Pilates in the Clinical Space

March 22, 2021 by Dominique Flores, BS, RN

Pilates, named after the creator Joseph Pilates, has earned recognition as a global fitness discipline. The growing popular exercise methodology was brought to New York City in 1926 after the German “nurse-physiotherapist” (Di Lorenzo, 2011) emigrated to the United States and began teaching his method to ballerinas and Hollywood celebrities. It has become popular among those in the dance industry, due to its ability to improve core stabilization, strength and muscular endurance without adding mass (Kloubec, 2004). These exercises can be adapted for gentle rehabilitation or used as a vigorous workout for athletes (Kloubec, 2011) to supplement their training routines. The exercise practice has become widely adopted within recent years and has now made its way into the healthcare space to potentially become part of treatment plans and physical therapy for various conditions.

From 2008-2010, the American College of Sports Medicine (ACSM) ranked Pilates in the top ten fitness trends. Over the past decade, Pilates has made its way to cities and towns in the form of boutique fitness gyms & in homes, with the production of affordable Pilates equipment and at-home streaming services. With the rise of health consciousness and the emergence of global health initiatives such as Exercise as Medicine ®, there has been an increase in research conducted on how exercise can provide physical and psychological benefits not only for health maintenance but also for those with injuries and non-communicable diseases, such as cancer. Within the past five years, there have been several studies on the effects of Pilates on patients diagnosed with breast cancer with the majority concluding that Pilates improved mobility and reduced cancer-related adverse symptoms due to treatment. In 2015, a randomized clinical trial was conducted that showed the impact of Pilates exercises on patients with lymphedema after breast cancer treatment (Sener, 2017). The results showed that Pilates reduced the severity of lymphedema and improved quality of life in addition to upper extremity function. Other cases in which Pilates has proven to be therapeutic are for “patients with chronic non-specific low back pain” (Valenza, 2017), “postmenopausal women experiencing anxiety, depression, fatigue and decreased sleep quality” (Aibar-Almazan, 2019), and patients with multiple sclerosis (Duff, 2018).

The number of successful patient outcomes from Pilates utilized in treatment plans has caught the attention of many providers but has yet to be adopted widely in healthcare. The first systematic review stated that pilates had “larger effects on diabetes, followed by chronic respiratory and cardiovascular diseases, and cancer” (Miranda, 2018) among interventions that lasted 8 to 16 weeks.
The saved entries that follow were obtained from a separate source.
//! GPU-parallel 2D FFT: staged Stockham butterflies over a ping-pong
//! buffer pair.
//!
//! Each butterfly stage is one compute dispatch reading from one buffer
//! and writing the other; wgpu orders the passes, so stage i+1 only sees
//! stage i's completed writes. Numerically equivalent to
//! [`BatchFft`](crate::compute::BatchFft) within ~1e-3 relative.

use num_complex::Complex;

use super::{GpuContext, GpuError};
use crate::compute::fft::{Fft2d, FftDirection};
use crate::compute::matrix::{ComplexMatrix, Matrix};
use crate::schema::ConfigError;

const FFT_SHADER: &str = include_str!("shaders/fft.wgsl");

/// Uniform buffer struct for one butterfly stage.
#[repr(C)]
#[derive(Copy, Clone, Debug, bytemuck::Pod, bytemuck::Zeroable)]
struct FftParams {
    width: u32,
    height: u32,
    subtransform_size: u32,
    horizontal: u32,
    forward: u32,
    _pad: u32,
    normalization: f32,
    _pad2: f32,
}

/// Hardware-parallel FFT engine for a fixed power-of-two shape.
pub struct GpuFft {
    context: GpuContext,
    pipeline: wgpu::ComputePipeline,
    bind_group_layout: wgpu::BindGroupLayout,
    ping: wgpu::Buffer,
    pong: wgpu::Buffer,
    staging: wgpu::Buffer,
    height: usize,
    width: usize,
}

impl GpuFft {
    /// Acquire a device and build the stage pipeline and buffer pair.
    pub async fn new(height: usize, width: usize) -> Result<Self, GpuFftError> {
        if height == 0 || width == 0 || !height.is_power_of_two() || !width.is_power_of_two() {
            return Err(ConfigError::InvalidDimensions { height, width }.into());
        }

        let context = GpuContext::acquire().await?;
        let device = &context.device;

        let shader = device.create_shader_module(wgpu::ShaderModuleDescriptor {
            label: Some("FFT Stage Shader"),
            source: wgpu::ShaderSource::Wgsl(FFT_SHADER.into()),
        });

        let bind_group_layout = device.create_bind_group_layout(&wgpu::BindGroupLayoutDescriptor {
            label: Some("FFT Bind Group Layout"),
            entries: &[
                wgpu::BindGroupLayoutEntry {
                    binding: 0,
                    visibility: wgpu::ShaderStages::COMPUTE,
                    ty: wgpu::BindingType::Buffer {
                        ty: wgpu::BufferBindingType::Uniform,
                        has_dynamic_offset: false,
                        min_binding_size: None,
                    },
                    count: None,
                },
                wgpu::BindGroupLayoutEntry {
                    binding: 1,
                    visibility: wgpu::ShaderStages::COMPUTE,
                    ty: wgpu::BindingType::Buffer {
                        ty: wgpu::BufferBindingType::Storage { read_only: true },
                        has_dynamic_offset: false,
                        min_binding_size: None,
                    },
                    count: None,
                },
                wgpu::BindGroupLayoutEntry {
                    binding: 2,
                    visibility: wgpu::ShaderStages::COMPUTE,
                    ty: wgpu::BindingType::Buffer {
                        ty: wgpu::BufferBindingType::Storage { read_only: false },
                        has_dynamic_offset: false,
                        min_binding_size: None,
                    },
                    count: None,
                },
            ],
        });

        let pipeline_layout = device.create_pipeline_layout(&wgpu::PipelineLayoutDescriptor {
            label: Some("FFT Pipeline Layout"),
            bind_group_layouts: &[&bind_group_layout],
            ..Default::default()
        });

        let pipeline = device.create_compute_pipeline(&wgpu::ComputePipelineDescriptor {
            label: Some("FFT Pipeline"),
            layout: Some(&pipeline_layout),
            module: &shader,
            entry_point: Some("main"),
            compilation_options: Default::default(),
            cache: None,
        });

        // Interleaved (re, im) pairs, one vec2<f32> per cell.
        let buffer_size = (height * width * 2 * std::mem::size_of::<f32>()) as u64;
        let make_pingpong = |label| {
            device.create_buffer(&wgpu::BufferDescriptor {
                label: Some(label),
                size: buffer_size,
                usage: wgpu::BufferUsages::STORAGE
                    | wgpu::BufferUsages::COPY_DST
                    | wgpu::BufferUsages::COPY_SRC,
                mapped_at_creation: false,
            })
        };
        let ping = make_pingpong("FFT Ping Buffer");
        let pong = make_pingpong("FFT Pong Buffer");
        let staging = device.create_buffer(&wgpu::BufferDescriptor {
            label: Some("FFT Staging Buffer"),
            size: buffer_size,
            usage: wgpu::BufferUsages::MAP_READ | wgpu::BufferUsages::COPY_DST,
            mapped_at_creation: false,
        });

        Ok(Self {
            context,
            pipeline,
            bind_group_layout,
            ping,
            pong,
            staging,
            height,
            width,
        })
    }

    fn encode_stages(&self, encoder: &mut wgpu::CommandEncoder, direction: FftDirection) -> usize {
        let width = self.width as u32;
        let height = self.height as u32;
        let x_stages = width.trailing_zeros() as usize;
        let y_stages = height.trailing_zeros() as usize;
        let total = x_stages + y_stages;

        let workgroups_x = width.div_ceil(16);
        let workgroups_y = height.div_ceil(16);
        let forward = direction == FftDirection::Forward;

        for stage in 0..total {
            let horizontal = stage < x_stages;
            let axis_stage = if horizontal { stage } else { stage - x_stages };

            // The inverse scale 1/(w*h) rides on the first stage so it is
            // applied exactly once per call.
            let normalization = if stage == 0 && !forward {
                1.0 / (width * height) as f32
            } else {
                1.0
            };

            let params = FftParams {
                width,
                height,
                subtransform_size: 1u32 << (axis_stage + 1),
                horizontal: horizontal as u32,
                forward: forward as u32,
                _pad: 0,
                normalization,
                _pad2: 0.0,
            };

            let params_buffer = self.context.device.create_buffer(&wgpu::BufferDescriptor {
                label: Some("FFT Stage Params"),
                size: std::mem::size_of::<FftParams>() as u64,
                usage: wgpu::BufferUsages::UNIFORM | wgpu::BufferUsages::COPY_DST,
                mapped_at_creation: false,
            });
            self.context
                .queue
                .write_buffer(&params_buffer, 0, bytemuck::bytes_of(&params));

            let (src, dst) = if stage % 2 == 0 {
                (&self.ping, &self.pong)
            } else {
                (&self.pong, &self.ping)
            };

            let bind_group = self
                .context
                .device
                .create_bind_group(&wgpu::BindGroupDescriptor {
                    label: Some("FFT Stage Bind Group"),
                    layout: &self.bind_group_layout,
                    entries: &[
                        wgpu::BindGroupEntry {
                            binding: 0,
                            resource: params_buffer.as_entire_binding(),
                        },
                        wgpu::BindGroupEntry {
                            binding: 1,
                            resource: src.as_entire_binding(),
                        },
                        wgpu::BindGroupEntry {
                            binding: 2,
                            resource: dst.as_entire_binding(),
                        },
                    ],
                });

            let mut pass = encoder.begin_compute_pass(&wgpu::ComputePassDescriptor {
                label: Some("FFT Stage Pass"),
                timestamp_writes: None,
            });
            pass.set_pipeline(&self.pipeline);
            pass.set_bind_group(0, &bind_group, &[]);
            pass.dispatch_workgroups(workgroups_x, workgroups_y, 1);
        }

        total
    }
}

impl Fft2d for GpuFft {
    fn shape(&self) -> (usize, usize) {
        (self.height, self.width)
    }

    fn transform(&mut self, input: &ComplexMatrix, direction: FftDirection) -> ComplexMatrix {
        assert_eq!(
            input.shape(),
            self.shape(),
            "matrix shape does not match planned FFT shape"
        );

        let n = self.height * self.width;
        if n == 1 {
            // Size-1 transform is the identity in both directions.
            return input.clone();
        }

        let upload: Vec<f32> = input
            .as_slice()
            .iter()
            .flat_map(|c| [c.re, c.im])
            .collect();
        self.context
            .queue
            .write_buffer(&self.ping, 0, bytemuck::cast_slice(&upload));

        let mut encoder =
            self.context
                .device
                .create_command_encoder(&wgpu::CommandEncoderDescriptor {
                    label: Some("FFT Encoder"),
                });

        let total = self.encode_stages(&mut encoder, direction);

        // The last stage wrote pong on an odd stage count, ping otherwise.
        let result_buffer = if total % 2 == 1 { &self.pong } else { &self.ping };
        encoder.copy_buffer_to_buffer(result_buffer, 0, &self.staging, 0, (n * 8) as u64);

        self.context.queue.submit(std::iter::once(encoder.finish()));

        let floats = self.context.read_staging(&self.staging, n * 2);
        let data: Vec<Complex<f32>> = floats
            .chunks_exact(2)
            .map(|pair| Complex::new(pair[0], pair[1]))
            .collect();
        Matrix::from_flat(self.height, self.width, data)
    }
}

/// Errors raised while constructing a [`GpuFft`].
#[derive(Debug, thiserror::Error)]
pub enum GpuFftError {
    #[error(transparent)]
    Config(#[from] ConfigError),
    #[error(transparent)]
    Gpu(#[from] GpuError),
}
Further longitudinal research is needed in order to evaluate the effectiveness of Pilates as an intervention & lifestyle-practice for those with non-communicable diseases that are of worldwide concern due to the social, health and economic burden. The results are promising but with additional research and successful implementation trials, Pilates may be seen as a future therapeutic modality.
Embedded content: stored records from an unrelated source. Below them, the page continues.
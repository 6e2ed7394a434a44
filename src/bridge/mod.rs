//! Bridges between the cooperative scheduler and the blocking engine API.

mod batch;
mod blocking;
mod metrics;

pub use batch::{BatchBridge, BatchOutcome};
pub use blocking::{BlockingBridge, BlockingOperation};
pub use metrics::{BridgeMetrics, METRICS, in_flight};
Dominique Flores is a registered nurse at New York Presbyterian / Cornell Weill Medical Center in General Pediatrics, a member of the EIM Pediatric Committee and an aspiring Pilates and yoga practitioner.

References:

Aibar-Almazán, A., Hita-Contreras, F., Cruz-Díaz, D., de la Torre-Cruz, M., Jiménez-García, J. D., & Martínez-Amat, A. (2019). Effects of Pilates training on sleep quality, anxiety, depression and fatigue in postmenopausal women: A randomized controlled trial. Maturitas124, 62–67. https://doi.org/10.1016/j.maturitas.2019.03.019

Di Lorenzo C. E. (2011). Pilates: what is it? Should it be used in rehabilitation?. Sports health3(4), 352–361. https://doi.org/10.1177/1941738111410285

Duff, W., Andrushko, J. W., Renshaw, D. W., Chilibeck, P. D., Farthing, J. P., Danielson, J., & Evans, C. D. (2018). Impact of Pilates Exercise in Multiple Sclerosis: A Randomized Controlled Trial. International journal of MS care20(2), 92–100. https://doi.org/10.7224/1537-2073.2017-066

Kloubec, J. & Banks A. (2004) Pilates and Physical Education: A Natural Fit, Journal of Physical Education, Recreation & Dance, 75:4, 34-37, DOI: 10.1080/07303084.2004.10609265

Kloubec J. (2011). Pilates: how does it work and who needs it?. Muscles, ligaments and tendons journal1(2), 61–66.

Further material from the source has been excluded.